• [Provided records]:
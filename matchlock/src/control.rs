//! Runtime policy control socket.
//!
//! A line-oriented Unix socket next to the exec relay: external clients send
//! one JSON object per line (`{"add": [...], "remove": [...]}`) and receive
//! the post-update allow-list back. Updates apply atomically to the running
//! sandbox's policy engine.

use std::os::unix::fs::PermissionsExt;
use std::path::{Path, PathBuf};
use std::sync::Arc;

use matchlock_net::PolicyEngine;
use serde::{Deserialize, Serialize};
use tokio::io::{AsyncBufReadExt, AsyncWriteExt, BufReader};
use tokio::net::UnixListener;
use tokio::task::JoinHandle;

use crate::Result;

/// One allow-list update request.
#[derive(Debug, Default, Serialize, Deserialize)]
#[non_exhaustive]
pub struct PolicyUpdate {
    /// Entries to add.
    #[serde(default)]
    pub add: Vec<String>,
    /// Entries to remove (by the normalized text that added them).
    #[serde(default)]
    pub remove: Vec<String>,
}

/// Reply to an update: the allow-list now in force.
#[derive(Debug, Serialize, Deserialize)]
#[non_exhaustive]
pub struct PolicySnapshot {
    /// Current allow-list entries.
    pub allowed_hosts: Vec<String>,
}

/// The control socket for one sandbox instance.
#[derive(Debug)]
pub struct PolicyControl {
    socket_path: PathBuf,
    task: JoinHandle<()>,
}

impl PolicyControl {
    /// Binds the control socket and starts serving updates.
    pub async fn start(socket_path: &Path, policy: Arc<PolicyEngine>) -> Result<Self> {
        if socket_path.exists() {
            std::fs::remove_file(socket_path)?;
        }
        let listener = UnixListener::bind(socket_path)?;
        std::fs::set_permissions(socket_path, std::fs::Permissions::from_mode(0o700))?;

        let task = tokio::spawn(async move {
            loop {
                let Ok((stream, _addr)) = listener.accept().await else {
                    return;
                };
                let policy = Arc::clone(&policy);
                tokio::spawn(async move {
                    if let Err(e) = serve(stream, &policy).await {
                        tracing::debug!(error = %e, "policy control session ended");
                    }
                });
            }
        });

        Ok(Self {
            socket_path: socket_path.to_path_buf(),
            task,
        })
    }

    /// Control socket path.
    pub fn socket_path(&self) -> &Path {
        &self.socket_path
    }

    /// Stops serving and removes the socket file.
    pub fn stop(&mut self) {
        self.task.abort();
        std::fs::remove_file(&self.socket_path).ok();
    }
}

impl Drop for PolicyControl {
    fn drop(&mut self) {
        self.stop();
    }
}

async fn serve(stream: tokio::net::UnixStream, policy: &PolicyEngine) -> std::io::Result<()> {
    let (reader, mut writer) = stream.into_split();
    let mut lines = BufReader::new(reader).lines();

    while let Some(line) = lines.next_line().await? {
        if line.trim().is_empty() {
            continue;
        }
        let update: PolicyUpdate = match serde_json::from_str(&line) {
            Ok(update) => update,
            Err(e) => {
                let reply = format!("{{\"error\":\"{e}\"}}\n");
                writer.write_all(reply.as_bytes()).await?;
                continue;
            }
        };
        tracing::info!(add = ?update.add, remove = ?update.remove, "allow-list update");
        policy.update(&update.add, &update.remove);

        let snapshot = PolicySnapshot {
            allowed_hosts: policy.allowed_hosts(),
        };
        let mut reply = serde_json::to_vec(&snapshot)?;
        reply.push(b'\n');
        writer.write_all(&reply).await?;
    }
    Ok(())
}

#[cfg(test)]
#[allow(clippy::unwrap_used)]
mod tests {
    use super::*;
    use matchlock_net::PolicyConfig;
    use tokio::io::AsyncReadExt;
    use tokio::net::UnixStream;

    #[tokio::test]
    async fn updates_apply_to_the_live_policy() {
        let dir = tempfile::tempdir().unwrap();
        let sock = dir.path().join("policy.sock");
        let policy = Arc::new(PolicyEngine::new(
            PolicyConfig::default().with_allowed_hosts(vec!["old.test".into()]),
        ));
        let _control = PolicyControl::start(&sock, Arc::clone(&policy)).await.unwrap();

        let mut client = UnixStream::connect(&sock).await.unwrap();
        client
            .write_all(b"{\"add\":[\"*.new.test\"],\"remove\":[\"old.test\"]}\n")
            .await
            .unwrap();
        client.shutdown().await.unwrap();

        let mut reply = String::new();
        client.read_to_string(&mut reply).await.unwrap();
        let snapshot: PolicySnapshot = serde_json::from_str(reply.trim()).unwrap();
        assert_eq!(snapshot.allowed_hosts, vec!["*.new.test".to_owned()]);

        assert!(policy.evaluate("api.new.test").is_allowed());
        assert!(!policy.evaluate("old.test").is_allowed());
    }

    #[tokio::test]
    async fn malformed_lines_report_errors_without_closing() {
        let dir = tempfile::tempdir().unwrap();
        let sock = dir.path().join("policy.sock");
        let policy = Arc::new(PolicyEngine::new(PolicyConfig::default()));
        let _control = PolicyControl::start(&sock, Arc::clone(&policy)).await.unwrap();

        let mut client = UnixStream::connect(&sock).await.unwrap();
        client.write_all(b"not json\n").await.unwrap();
        client
            .write_all(b"{\"add\":[\"ok.test\"]}\n")
            .await
            .unwrap();
        client.shutdown().await.unwrap();

        let mut reply = String::new();
        client.read_to_string(&mut reply).await.unwrap();
        let mut lines = reply.lines();
        assert!(lines.next().unwrap().contains("error"));
        let snapshot: PolicySnapshot = serde_json::from_str(lines.next().unwrap()).unwrap();
        assert_eq!(snapshot.allowed_hosts, vec!["ok.test".to_owned()]);
        assert!(policy.evaluate("ok.test").is_allowed());
    }
}
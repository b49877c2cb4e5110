//! The filesystem provider trait and its shared contracts.

use std::io;

use matchlock_proto::vfs::{DirEntry, FileStat};

/// Alias for `Result<T, VfsError>`.
pub type VfsResult<T> = Result<T, VfsError>;

/// Errors produced by providers. Each maps to a negative POSIX errno on the
/// wire.
#[derive(Debug, thiserror::Error)]
#[non_exhaustive]
pub enum VfsError {
    /// Path does not exist.
    #[error("no such file or directory")]
    NotFound,

    /// Operation forbidden (read-only provider, mode bits).
    #[error("permission denied")]
    PermissionDenied,

    /// Path already exists.
    #[error("file exists")]
    AlreadyExists,

    /// A non-directory appeared where a directory was required.
    #[error("not a directory")]
    NotADirectory,

    /// A directory appeared where a file was required.
    #[error("is a directory")]
    IsADirectory,

    /// Directory not empty (rmdir).
    #[error("directory not empty")]
    NotEmpty,

    /// Handle does not refer to an open file.
    #[error("bad file handle")]
    BadHandle,

    /// Rename endpoints route to different providers.
    #[error("cross-provider rename")]
    CrossDevice,

    /// Malformed path argument.
    #[error("invalid path: {0}")]
    InvalidPath(String),

    /// Underlying I/O failure.
    #[error(transparent)]
    Io(#[from] io::Error),
}

impl VfsError {
    /// Returns the negative POSIX errno reported on the wire.
    pub fn errno(&self) -> i32 {
        match self {
            Self::NotFound => -2,           // ENOENT
            Self::Io(_) => -5,              // EIO
            Self::BadHandle => -9,          // EBADF
            Self::PermissionDenied => -13,  // EACCES
            Self::AlreadyExists => -17,     // EEXIST
            Self::CrossDevice => -18,       // EXDEV
            Self::NotADirectory => -20,     // ENOTDIR
            Self::IsADirectory => -21,      // EISDIR
            Self::InvalidPath(_) => -22,    // EINVAL
            Self::NotEmpty => -39,          // ENOTEMPTY
        }
    }

    /// Classifies an I/O error into the closest provider error.
    pub fn from_io(err: io::Error) -> Self {
        match err.kind() {
            io::ErrorKind::NotFound => Self::NotFound,
            io::ErrorKind::PermissionDenied => Self::PermissionDenied,
            io::ErrorKind::AlreadyExists => Self::AlreadyExists,
            io::ErrorKind::DirectoryNotEmpty => Self::NotEmpty,
            io::ErrorKind::NotADirectory => Self::NotADirectory,
            io::ErrorKind::IsADirectory => Self::IsADirectory,
            _ => Self::Io(err),
        }
    }
}

/// Attribute updates for `setattr`. Unset fields are left unchanged.
#[derive(Debug, Clone, Copy, Default, PartialEq, Eq)]
#[non_exhaustive]
pub struct SetAttr {
    /// Truncate or extend to this size.
    pub size: Option<u64>,
    /// New permission bits.
    pub mode: Option<u32>,
    /// New modification time, seconds since the Unix epoch.
    pub mtime: Option<u64>,
}

/// One filesystem backend.
///
/// Contracts shared by all implementations:
/// - Paths are absolute and provider-relative (the router strips its mount
///   prefix before dispatch).
/// - Handles are opaque, monotonically assigned, and local to the provider
///   instance.
/// - `read` may return fewer bytes than requested at EOF; out-of-range reads
///   yield an empty buffer.
/// - `readdir` never returns `.` or `..`; ordering is unspecified.
/// - `rename` is atomic within one provider.
/// - Mutations of a single inode are totally ordered; independent paths do
///   not block one another beyond the provider's internal lock discipline.
pub trait Provider: Send + Sync + std::fmt::Debug {
    /// Resolves a path to its attributes.
    fn lookup(&self, path: &str) -> VfsResult<FileStat> {
        self.getattr(path)
    }

    /// Fetches attributes for a path.
    fn getattr(&self, path: &str) -> VfsResult<FileStat>;

    /// Applies attribute updates and returns the new attributes.
    fn setattr(&self, path: &str, attr: &SetAttr) -> VfsResult<FileStat>;

    /// Opens an existing file, returning an opaque handle.
    fn open(&self, path: &str, flags: u32) -> VfsResult<u64>;

    /// Releases an open handle.
    fn release(&self, handle: u64) -> VfsResult<()>;

    /// Reads up to `size` bytes at `offset`.
    fn read(&self, handle: u64, offset: u64, size: u64) -> VfsResult<Vec<u8>>;

    /// Writes `data` at `offset`, growing the file as needed. Returns the
    /// number of bytes written.
    fn write(&self, handle: u64, offset: u64, data: &[u8]) -> VfsResult<u64>;

    /// Creates a regular file with `mode` and opens it.
    fn create(&self, path: &str, mode: u32) -> VfsResult<u64>;

    /// Creates a directory with `mode`.
    fn mkdir(&self, path: &str, mode: u32) -> VfsResult<()>;

    /// Removes a file.
    fn unlink(&self, path: &str) -> VfsResult<()>;

    /// Removes an empty directory.
    fn rmdir(&self, path: &str) -> VfsResult<()>;

    /// Atomically renames within this provider.
    fn rename(&self, old: &str, new: &str) -> VfsResult<()>;

    /// Enumerates a directory.
    fn readdir(&self, path: &str) -> VfsResult<Vec<DirEntry>>;

    /// Flushes an open handle to stable storage.
    fn fsync(&self, handle: u64) -> VfsResult<()>;
}

/// Normalizes a path to a clean absolute form (`/a/b`).
///
/// `.` components are dropped and `..` pops — never above the root, so the
/// result cannot escape whatever tree the provider anchors it to.
pub fn normalize_path(path: &str) -> String {
    let mut parts: Vec<&str> = Vec::new();
    for comp in path.split('/') {
        match comp {
            "" | "." => {}
            ".." => {
                parts.pop();
            }
            other => parts.push(other),
        }
    }
    if parts.is_empty() {
        "/".to_owned()
    } else {
        format!("/{}", parts.join("/"))
    }
}

/// Splits a normalized path into `(parent, name)`.
///
/// Returns `None` for the root, which has no parent.
pub(crate) fn split_parent(path: &str) -> Option<(String, &str)> {
    if path == "/" {
        return None;
    }
    let idx = path.rfind('/')?;
    let parent = if idx == 0 { "/" } else { &path[..idx] };
    Some((parent.to_owned(), &path[idx + 1..]))
}

/// Creates `path` and all missing ancestors on `provider`.
///
/// Existing directories are tolerated; an existing non-directory component
/// fails with `NotADirectory`.
pub fn mkdir_all(provider: &dyn Provider, path: &str, mode: u32) -> VfsResult<()> {
    let normalized = normalize_path(path);
    if normalized == "/" {
        return Ok(());
    }
    let mut current = String::new();
    for comp in normalized.split('/').filter(|c| !c.is_empty()) {
        current.push('/');
        current.push_str(comp);
        match provider.mkdir(&current, mode) {
            Ok(()) => {}
            Err(VfsError::AlreadyExists) => {
                if !provider.getattr(&current)?.is_dir {
                    return Err(VfsError::NotADirectory);
                }
            }
            Err(e) => return Err(e),
        }
    }
    Ok(())
}

/// Seconds since the Unix epoch, saturating at zero.
pub(crate) fn unix_now() -> u64 {
    std::time::SystemTime::now()
        .duration_since(std::time::UNIX_EPOCH)
        .map_or(0, |d| d.as_secs())
}

#[cfg(test)]
mod tests {
    use super::*;

    #[test]
    fn normalize_cleans_components() {
        assert_eq!(normalize_path("/a/b/c"), "/a/b/c");
        assert_eq!(normalize_path("a/b"), "/a/b");
        assert_eq!(normalize_path("/a/./b//c"), "/a/b/c");
        assert_eq!(normalize_path("/a/b/../c"), "/a/c");
        assert_eq!(normalize_path("/"), "/");
        assert_eq!(normalize_path(""), "/");
    }

    #[test]
    fn normalize_never_escapes_root() {
        assert_eq!(normalize_path("/../../etc/passwd"), "/etc/passwd");
        assert_eq!(normalize_path("../../.."), "/");
    }

    #[test]
    fn split_parent_basics() {
        assert_eq!(split_parent("/a/b"), Some(("/a".to_owned(), "b")));
        assert_eq!(split_parent("/a"), Some(("/".to_owned(), "a")));
        assert_eq!(split_parent("/"), None);
    }

    #[test]
    fn errno_values_are_posix() {
        assert_eq!(VfsError::NotFound.errno(), -2);
        assert_eq!(VfsError::PermissionDenied.errno(), -13);
        assert_eq!(VfsError::AlreadyExists.errno(), -17);
        assert_eq!(VfsError::CrossDevice.errno(), -18);
        assert_eq!(VfsError::NotEmpty.errno(), -39);
    }
}
/// HTTPS interception path: SNI peek, policy, terminate, re-encrypt.
async fn handle_https(
    stream: TcpStream,
    policy: &PolicyEngine,
    secrets: &SecretVault,
    ca: &SandboxCa,
    connector: &TlsConnector,
) -> Result<()> {
    let acceptor = LazyConfigAcceptor::new(rustls::server::Acceptor::default(), stream);
    let start = acceptor.await.map_err(|e| Error::Tls(e.to_string()))?;
    let Some(sni) = start.client_hello().server_name().map(str::to_owned) else {
        tracing::warn!("https connection without SNI dropped");
        return Ok(());
    };

    let decision = policy.evaluate(&sni);
    if !decision.is_allowed() {
        // Close before the handshake completes; the guest sees a TLS error.
        tracing::warn!(host = sni, "policy denied https egress");
        return Ok(());
    }
    tracing::debug!(host = sni, ?decision, "https egress allowed");

    let config = ca.server_config(&sni)?;
    let mut tls = start
        .into_stream(config)
        .await
        .map_err(|e| Error::Tls(e.to_string()))?;

    let ip = match policy.resolve(&sni).await {
        Ok(ip) => ip,
        Err(Error::Denied { host }) => {
            tracing::warn!(host, "policy denied https egress (private address)");
            return write_forbidden(&mut tls, &host).await;
        }
        Err(e) => {
            tracing::warn!(host = sni, error = %e, "upstream resolution failed");
            return write_bad_gateway(&mut tls, &sni).await;
        }
    };

    let upstream_tcp = match TcpStream::connect((ip, 443)).await {
        Ok(s) => s,
        Err(e) => {
            tracing::warn!(host = sni, %ip, error = %e, "upstream dial failed");
            return write_bad_gateway(&mut tls, &sni).await;
        }
    };
    let server_name = ServerName::try_from(sni.clone()).map_err(|e| Error::Tls(e.to_string()))?;
    let mut upstream = match connector.connect(server_name, upstream_tcp).await {
        Ok(s) => s,
        Err(e) => {
            tracing::warn!(host = sni, error = %e, "upstream tls handshake failed");
            return write_bad_gateway(&mut tls, &sni).await;
        }
    };

    // Decrypted inbound side: same head parse + substitution as HTTP.
    let Some(head) = read_head(&mut tls).await? else {
        return Ok(());
    };
    let parsed = parse_head(&head.raw)?;
    upstream
        .write_all(&rewrite_head(&parsed, &sni, secrets))
        .await?;
    if !head.leftover.is_empty() {
        upstream.write_all(&head.leftover).await?;
    }
    let _ = tokio::io::copy_bidirectional(&mut tls, &mut upstream).await;
    Ok(())
}

/// Raw request head plus any body bytes read past the delimiter.
struct Head {
    raw: Vec<u8>,
    leftover: Vec<u8>,
}

/// Reads until the `\r\n\r\n` head delimiter. `None` on immediate EOF.
async fn read_head(stream: &mut (impl AsyncRead + Unpin)) -> Result<Option<Head>> {
    let mut buf = Vec::with_capacity(1024);
    let mut chunk = [0u8; 4096];
    loop {
        if let Some(end) = find_head_end(&buf) {
            let leftover = buf.split_off(end);
            return Ok(Some(Head { raw: buf, leftover }));
        }
        if buf.len() > MAX_HEAD {
            return Err(Error::BadRequest("request head exceeds 64 KiB".into()));
        }
        let n = stream.read(&mut chunk).await?;
        if n == 0 {
            if buf.is_empty() {
                return Ok(None);
            }
            return Err(Error::BadRequest("eof inside request head".into()));
        }
        buf.extend_from_slice(&chunk[..n]);
    }
}

fn find_head_end(buf: &[u8]) -> Option<usize> {
    buf.windows(4).position(|w| w == b"\r\n\r\n").map(|p| p + 4)
}

/// Parsed request line and headers.
#[derive(Debug, PartialEq, Eq)]
struct ParsedHead {
    request_line: String,
    headers: Vec<(String, String)>,
}

impl ParsedHead {
    /// Intended `(host, port)` from the Host header.
    fn target_host(&self, default_port: u16) -> Option<(String, u16)> {
        let value = self.header("host")?;
        Some(split_host_port(value, default_port))
    }

    fn header(&self, name: &str) -> Option<&str> {
        self.headers
            .iter()
            .find(|(n, _)| n.eq_ignore_ascii_case(name))
            .map(|(_, v)| v.as_str())
    }
}

fn parse_head(raw: &[u8]) -> Result<ParsedHead> {
    let text = std::str::from_utf8(raw)
        .map_err(|_| Error::BadRequest("request head is not valid UTF-8".into()))?;
    let mut lines = text.split("\r\n");
    let request_line = lines
        .next()
        .filter(|l| !l.is_empty())
        .ok_or_else(|| Error::BadRequest("empty request".into()))?
        .to_owned();
    if request_line.split(' ').count() != 3 {
        return Err(Error::BadRequest(format!(
            "malformed request line: {request_line}"
        )));
    }

    let mut headers = Vec::new();
    for line in lines {
        if line.is_empty() {
            break;
        }
        let (name, value) = line
            .split_once(':')
            .ok_or_else(|| Error::BadRequest(format!("malformed header: {line}")))?;
        headers.push((name.trim().to_owned(), value.trim().to_owned()));
    }
    Ok(ParsedHead {
        request_line,
        headers,
    })
}

/// Splits `host[:port]`, tolerating bracketed IPv6 literals.
fn split_host_port(value: &str, default_port: u16) -> (String, u16) {
    if let Some(rest) = value.strip_prefix('[') {
        if let Some((host, tail)) = rest.split_once(']') {
            let port = tail
                .strip_prefix(':')
                .and_then(|p| p.parse().ok())
                .unwrap_or(default_port);
            return (host.to_owned(), port);
        }
    }
    match value.rsplit_once(':') {
        Some((host, port)) if port.chars().all(|c| c.is_ascii_digit()) && !host.is_empty() => {
            (host.to_owned(), port.parse().unwrap_or(default_port))
        }
        _ => (value.to_owned(), default_port),
    }
}

/// Serializes the head for the upstream leg: every header value runs through
/// secret substitution for the target host, and the connection is pinned to
/// close so one connection carries one auditable request.
fn rewrite_head(head: &ParsedHead, host: &str, secrets: &SecretVault) -> Vec<u8> {
    let mut out = String::with_capacity(256);
    out.push_str(&head.request_line);
    out.push_str("\r\n");
    for (name, value) in &head.headers {
        if name.eq_ignore_ascii_case("connection") || name.eq_ignore_ascii_case("proxy-connection")
        {
            continue;
        }
        out.push_str(name);
        out.push_str(": ");
        out.push_str(&secrets.substitute(host, value));
        out.push_str("\r\n");
    }
    out.push_str("Connection: close\r\n\r\n");
    out.into_bytes()
}
//! Playback profiles
//!
//! One profile captures everything that differs between player variants:
//! frame geometry, how a rate value maps to bytes-per-sample, the rate-change
//! ladder, default loop length and palette. The state machine itself is
//! shared by all of them.

use serde::{Deserialize, Serialize};

use crate::error::ProfileError;
use crate::palette::Palette;

/// Visual frame rate at multiplier 1.0
pub const BASE_FRAME_RATE: f64 = 24.0;

/// Frequency that corresponds to one byte per output sample
pub const REFERENCE_FREQUENCY: f64 = 24.0;

/// Largest frequency magnitude reachable with the discrete model
pub const MAX_FREQUENCY: f64 = 1_000_000.0;

/// Default loop length in frames (frames 1 through 34)
pub const DEFAULT_LOOP_FRAMES: u32 = 34;

/// How a rate magnitude translates into buffer advancement
#[derive(Debug, Clone, Copy, PartialEq, Serialize, Deserialize)]
#[serde(tag = "kind", rename_all = "snake_case")]
pub enum RateModel {
    /// Continuous multiplier of the baseline visual frame rate
    ///
    /// `1.0` plays `base_frame_rate` frames per second of audio.
    Multiplier { base_frame_rate: f64 },
    /// Discrete integer frequency
    ///
    /// `reference_hz` advances exactly one byte per output sample.
    Frequency { reference_hz: f64, max_magnitude: f64 },
}

impl RateModel {
    /// Whether rate magnitudes are whole numbers
    pub fn is_discrete(&self) -> bool {
        matches!(self, RateModel::Frequency { .. })
    }
}

/// One threshold of the rate-change ladder
///
/// Magnitudes strictly below `below` change by `step` per command.
#[derive(Debug, Clone, Copy, PartialEq, Serialize, Deserialize)]
pub struct LadderRung {
    pub below: f64,
    pub step: f64,
}

impl LadderRung {
    pub const fn new(below: f64, step: f64) -> Self {
        Self { below, step }
    }
}

/// Full configuration of one player variant
#[derive(Debug, Clone, PartialEq, Serialize, Deserialize)]
pub struct PlaybackProfile {
    /// Preset name (for logging and the status line)
    pub name: String,
    /// Frame width in pixels (bytes)
    pub frame_width: u32,
    /// Frame height in pixels (rows)
    pub frame_height: u32,
    /// Rate interpretation
    pub rate_model: RateModel,
    /// Baseline unit: `ResetDefault` target and zero-substitute
    pub baseline: f64,
    /// Rate at session start (always forward)
    pub initial_rate: f64,
    /// Step ladder, sorted by threshold
    pub ladder: Vec<LadderRung>,
    /// Step used above the last ladder threshold
    pub top_step: f64,
    /// Default loop length in frames starting at byte 0
    pub default_loop_frames: u32,
    /// Byte to color mapping
    pub palette: Palette,
}

/// Names accepted by [`PlaybackProfile::preset`]
pub const PRESET_NAMES: [&str; 4] = ["waterfall", "lane", "big", "frequency"];

fn multiplier_ladder() -> Vec<LadderRung> {
    vec![LadderRung::new(1.0, 0.1), LadderRung::new(10.0, 0.5)]
}

fn frequency_ladder() -> Vec<LadderRung> {
    vec![
        LadderRung::new(10.0, 1.0),
        LadderRung::new(100.0, 5.0),
        LadderRung::new(1_000.0, 10.0),
        LadderRung::new(10_000.0, 100.0),
        LadderRung::new(100_000.0, 1_000.0),
    ]
}

impl PlaybackProfile {
    fn multiplier(name: &str, frame_width: u32, frame_height: u32, palette: Palette) -> Self {
        Self {
            name: name.to_string(),
            frame_width,
            frame_height,
            rate_model: RateModel::Multiplier {
                base_frame_rate: BASE_FRAME_RATE,
            },
            baseline: 1.0,
            initial_rate: 1.0,
            ladder: multiplier_ladder(),
            top_step: 1.0,
            default_loop_frames: DEFAULT_LOOP_FRAMES,
            palette,
        }
    }

    /// 64x128 tall strip, rainbow palette, continuous multiplier
    pub fn waterfall() -> Self {
        Self::multiplier("waterfall", 64, 128, Palette::Rainbow)
    }

    /// 910x512 wide lane, rainbow palette, continuous multiplier
    pub fn lane() -> Self {
        Self::multiplier("lane", 910, 512, Palette::Rainbow)
    }

    /// 64x64 square, heatmap palette, continuous multiplier
    pub fn big() -> Self {
        Self::multiplier("big", 64, 64, Palette::Heatmap)
    }

    /// 455x256 frames driven by an integer frequency
    pub fn frequency() -> Self {
        Self {
            name: "frequency".to_string(),
            frame_width: 455,
            frame_height: 256,
            rate_model: RateModel::Frequency {
                reference_hz: REFERENCE_FREQUENCY,
                max_magnitude: MAX_FREQUENCY,
            },
            baseline: REFERENCE_FREQUENCY,
            initial_rate: 14_000.0,
            ladder: frequency_ladder(),
            top_step: 10_000.0,
            default_loop_frames: DEFAULT_LOOP_FRAMES,
            palette: Palette::Rainbow,
        }
    }

    /// Look up a preset by name (case-insensitive)
    pub fn preset(name: &str) -> Result<Self, ProfileError> {
        match name.to_ascii_lowercase().as_str() {
            "waterfall" => Ok(Self::waterfall()),
            "lane" => Ok(Self::lane()),
            "big" => Ok(Self::big()),
            "frequency" => Ok(Self::frequency()),
            _ => Err(ProfileError::UnknownPreset(name.to_string())),
        }
    }

    /// Bytes in one frame (width x height)
    pub fn frame_bytes(&self) -> u32 {
        self.frame_width.saturating_mul(self.frame_height)
    }

    /// Bytes advanced per output sample for a rate magnitude of 1
    pub fn bytes_per_unit(&self, sample_rate: u32) -> f64 {
        match self.rate_model {
            RateModel::Multiplier { base_frame_rate } => {
                self.frame_bytes() as f64 * base_frame_rate / sample_rate.max(1) as f64
            }
            RateModel::Frequency { reference_hz, .. } => 1.0 / reference_hz,
        }
    }

    /// Magnitude clamp, if the model has one
    pub fn max_magnitude(&self) -> Option<f64> {
        match self.rate_model {
            RateModel::Multiplier { .. } => None,
            RateModel::Frequency { max_magnitude, .. } => Some(max_magnitude),
        }
    }

    /// Check internal consistency
    pub fn validate(&self) -> Result<(), ProfileError> {
        if self.frame_width == 0 || self.frame_height == 0 {
            return Err(ProfileError::ZeroFrame {
                width: self.frame_width,
                height: self.frame_height,
            });
        }
        if self.frame_width.checked_mul(self.frame_height).is_none() {
            return Err(ProfileError::FrameTooLarge {
                width: self.frame_width,
                height: self.frame_height,
            });
        }
        if !self.baseline.is_finite() || self.baseline <= 0.0 {
            return Err(ProfileError::InvalidBaseline(self.baseline));
        }
        match self.rate_model {
            RateModel::Multiplier { base_frame_rate } => {
                if !base_frame_rate.is_finite() || base_frame_rate <= 0.0 {
                    return Err(ProfileError::InvalidRateModel(format!(
                        "base frame rate {base_frame_rate}"
                    )));
                }
            }
            RateModel::Frequency {
                reference_hz,
                max_magnitude,
            } => {
                if !reference_hz.is_finite() || reference_hz <= 0.0 {
                    return Err(ProfileError::InvalidRateModel(format!(
                        "reference frequency {reference_hz}"
                    )));
                }
                if !max_magnitude.is_finite() || max_magnitude < self.baseline {
                    return Err(ProfileError::InvalidRateModel(format!(
                        "max magnitude {max_magnitude} below baseline {}",
                        self.baseline
                    )));
                }
            }
        }
        if !self.initial_rate.is_finite() || self.initial_rate < 0.0 {
            return Err(ProfileError::InvalidRateModel(format!(
                "initial rate {}",
                self.initial_rate
            )));
        }
        let mut last = 0.0;
        for rung in &self.ladder {
            if rung.below <= last || !rung.below.is_finite() || rung.step <= 0.0 {
                return Err(ProfileError::InvalidLadder);
            }
            last = rung.below;
        }
        if self.ladder.is_empty() || self.top_step <= 0.0 || !self.top_step.is_finite() {
            return Err(ProfileError::InvalidLadder);
        }
        if self.default_loop_frames == 0 {
            return Err(ProfileError::EmptyDefaultLoop);
        }
        Ok(())
    }
}

impl Default for PlaybackProfile {
    fn default() -> Self {
        Self::waterfall()
    }
}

• [Instructions for the task]: Please return every line in the data that includes the string "SecretVault".

• [Answer to the exercise]:
    secrets: &SecretVault,
fn rewrite_head(head: &ParsedHead, host: &str, secrets: &SecretVault) -> Vec<u8> {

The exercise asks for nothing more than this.